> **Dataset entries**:
◇ ◇ ◇ ◇

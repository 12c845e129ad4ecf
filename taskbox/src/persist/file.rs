//! Directory-backed [`KeyValueStore`].

use std::io::ErrorKind;
use std::path::{Path, PathBuf};

use super::{KeyValueStore, PersistenceError, validate_key};

/// Name of the file written and removed while probing a directory.
const PROBE_FILE: &str = ".taskbox-probe";

/// Stores each key as `<dir>/<key>.json`.
///
/// Every `get`/`set`/`remove` maps to exactly one `tokio::fs` call. Writes are
/// not atomic: a crash mid-write can leave a truncated payload, which the
/// adapter then reports as malformed and treats as absent.
#[derive(Debug, Clone)]
pub struct FileStore {
    dir: PathBuf,
}

impl FileStore {
    /// Opens a store rooted at `dir`, creating it if needed.
    ///
    /// The directory is probed with a throwaway write so that a read-only or
    /// otherwise unusable location is rejected up front.
    ///
    /// # Errors
    ///
    /// Returns [`PersistenceError::Io`] if the directory cannot be created or
    /// written to.
    pub async fn open(dir: impl Into<PathBuf>) -> Result<Self, PersistenceError> {
        let dir = dir.into();
        tokio::fs::create_dir_all(&dir)
            .await
            .map_err(|source| PersistenceError::Io {
                path: dir.clone(),
                source,
            })?;

        let probe = dir.join(PROBE_FILE);
        tokio::fs::write(&probe, b"ok")
            .await
            .map_err(|source| PersistenceError::Io {
                path: probe.clone(),
                source,
            })?;
        if let Err(e) = tokio::fs::remove_file(&probe).await {
            tracing::debug!(path = %probe.display(), error = %e, "could not remove probe file");
        }

        Ok(Self { dir })
    }

    /// Returns the directory this store writes into.
    #[must_use]
    pub fn dir(&self) -> &Path {
        &self.dir
    }

    fn path_for(&self, key: &str) -> Result<PathBuf, PersistenceError> {
        validate_key(key)?;
        Ok(self.dir.join(format!("{key}.json")))
    }
}

impl KeyValueStore for FileStore {
    async fn get(&self, key: &str) -> Result<Option<String>, PersistenceError> {
        let path = self.path_for(key)?;
        match tokio::fs::read_to_string(&path).await {
            Ok(contents) => Ok(Some(contents)),
            Err(e) if e.kind() == ErrorKind::NotFound => Ok(None),
            Err(source) => Err(PersistenceError::Io { path, source }),
        }
    }

    async fn set(&self, key: &str, value: String) -> Result<(), PersistenceError> {
        let path = self.path_for(key)?;
        tokio::fs::write(&path, value)
            .await
            .map_err(|source| PersistenceError::Io { path, source })
    }

    async fn remove(&self, key: &str) -> Result<(), PersistenceError> {
        let path = self.path_for(key)?;
        match tokio::fs::remove_file(&path).await {
            Ok(()) => Ok(()),
            Err(e) if e.kind() == ErrorKind::NotFound => Ok(()),
            Err(source) => Err(PersistenceError::Io { path, source }),
        }
    }
}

◇ ◇ ◇ ◇

> **WORK REQUEST**: Please print the records above exactly, leaving nothing out.

> **OUTPUT**:
repository 12c845e129ad4ecf
filename taskbox/src/persist/file.rs
//! Directory-backed [`KeyValueStore`].

use std::io::ErrorKind;
use std::path::{Path, PathBuf};

use super::{KeyValueStore, PersistenceError, validate_key};

/// Name of the file written and removed while probing a directory.
const PROBE_FILE: &str = ".taskbox-probe";

/// Stores each key as `<dir>/<key>.json`.
///
/// Every `get`/`set`/`remove` maps to exactly one `tokio::fs` call. Writes are
/// not atomic: a crash mid-write can leave a truncated payload, which the
/// adapter then reports as malformed and treats as absent.
#[derive(Debug, Clone)]
pub struct FileStore {
    dir: PathBuf,
}

impl FileStore {
    /// Opens a store rooted at `dir`, creating it if needed.
    ///
    /// The directory is probed with a throwaway write so that a read-only or
    /// otherwise unusable location is rejected up front.
    ///
    /// # Errors
    ///
    /// Returns [`PersistenceError::Io`] if the directory cannot be created or
    /// written to.
    pub async fn open(dir: impl Into<PathBuf>) -> Result<Self, PersistenceError> {
        let dir = dir.into();
        tokio::fs::create_dir_all(&dir)
            .await
            .map_err(|source| PersistenceError::Io {
                path: dir.clone(),
                source,
            })?;

        let probe = dir.join(PROBE_FILE);
        tokio::fs::write(&probe, b"ok")
            .await
            .map_err(|source| PersistenceError::Io {
                path: probe.clone(),
                source,
            })?;
        if let Err(e) = tokio::fs::remove_file(&probe).await {
            tracing::debug!(path = %probe.display(), error = %e, "could not remove probe file");
        }

        Ok(Self { dir })
    }

    /// Returns the directory this store writes into.
    #[must_use]
    pub fn dir(&self) -> &Path {
        &self.dir
    }

    fn path_for(&self, key: &str) -> Result<PathBuf, PersistenceError> {
        validate_key(key)?;
        Ok(self.dir.join(format!("{key}.json")))
    }
}

impl KeyValueStore for FileStore {
    async fn get(&self, key: &str) -> Result<Option<String>, PersistenceError> {
        let path = self.path_for(key)?;
        match tokio::fs::read_to_string(&path).await {
            Ok(contents) => Ok(Some(contents)),
            Err(e) if e.kind() == ErrorKind::NotFound => Ok(None),
            Err(source) => Err(PersistenceError::Io { path, source }),
        }
    }

    async fn set(&self, key: &str, value: String) -> Result<(), PersistenceError> {
        let path = self.path_for(key)?;
        tokio::fs::write(&path, value)
            .await
            .map_err(|source| PersistenceError::Io { path, source })
    }

    async fn remove(&self, key: &str) -> Result<(), PersistenceError> {
        let path = self.path_for(key)?;
        match tokio::fs::remove_file(&path).await {
            Ok(()) => Ok(()),
            Err(e) if e.kind() == ErrorKind::NotFound => Ok(()),
            Err(source) => Err(PersistenceError::Io { path, source }),
        }
    }
}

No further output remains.